Cosmo D, also known by his real name, Greg Heffernan, is making a new game, Moves of the Diamond Hand. Divided into four parts, the first is already available, and the rest will come out over the course of 2025. I’ve been following Cosmo D’s game-making career from the start, beginning with Saturn V—essentially an experiment with the Unity engine and an early showcase for what would become his visual style—through Off-Peak, The Norwood Suite, Tales From Off-Peak City, Betrayal at Club Low and now Diamond Hand. Retrospectively, each game represents a further gradation in Cosmo D’s development as a game maker. In Saturn V, you can only look. In Off-Peak, you can pick stuff up and talk to people. The Norwood Suite has puzzles and denser, more-detailed production design.

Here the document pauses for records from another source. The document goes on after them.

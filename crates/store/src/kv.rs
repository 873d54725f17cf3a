//! The key-value contract every backend implements.

use async_trait::async_trait;

use crate::error::StoreResult;

/// Minimal string key-value store with per-key expiry.
///
/// Each call is atomic on its own; there are no multi-key transactions.
#[async_trait]
pub trait KvStore: Send + Sync {
    /// Value at `key`, or `None` when absent or expired.
    async fn get(&self, key: &str) -> StoreResult<Option<String>>;

    /// Store `value` with no expiry, replacing any existing value and TTL.
    async fn set(&self, key: &str, value: &str) -> StoreResult<()>;

    /// Store `value` that expires after `seconds`.
    async fn set_with_expiry(&self, key: &str, seconds: u64, value: &str) -> StoreResult<()>;

    /// Remove `key`. Returns `true` if something was removed.
    async fn delete(&self, key: &str) -> StoreResult<bool>;

    /// Eagerly drop expired keys. Backends that expire natively return `0`.
    async fn purge_expired(&self) -> StoreResult<u64>;

    /// Cheap liveness probe.
    async fn ping(&self) -> StoreResult<()>;

    /// Short backend name for logs and health output.
    fn backend(&self) -> &'static str;
}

Tales From Off-Peak City introduces bona fide mechanics in the form of constructing custom pizzas, the composition of which has bearing on certain narrative scenes, and Betrayal At Club Low—and now Moves of the Diamond Hand—are ‘playable’ in the sense that a card game or even an RPG can be called playable. As the sheer sizes of the games have increased and the interactivity and The Things That The Player Can Do have gotten more complex and more ‘ludic’ in the general sense, Cosmo D’s aesthetic, and the emotional and thematic impacts of that aesthetic, have changed more subtly. Moves of the Diamond Hand feels more complete. But even a decade ago, Cosmo D was using game-making tools and the instruments of imagery in ways that mainstream videogames still haven’t caught up to.
There’s a paradox in the philosophy of videogame creation whereby we—that is videogame makers, videogame players, and videogame critics—fetishise realism while spiritualising escapism. Almost every single videogame, especially the major, mainstream successes, is set in a world where rules of law, morality and reality don’t apply—Grand Theft Auto 4 is set in Liberty City, not New York City, and though its aesthetic is inspired by the real, essentially everything that the player does is unreal. There is escapism by visual design, escapism by mechanics (you can die and come back to life) and escapism by structure, that is, popular games are often literally, physically big enough and provide a sufficient quantity of hours of entertainment, that they can provide a second, alternative life to the actual life. This is more than escapism. Call it ‘replacism.’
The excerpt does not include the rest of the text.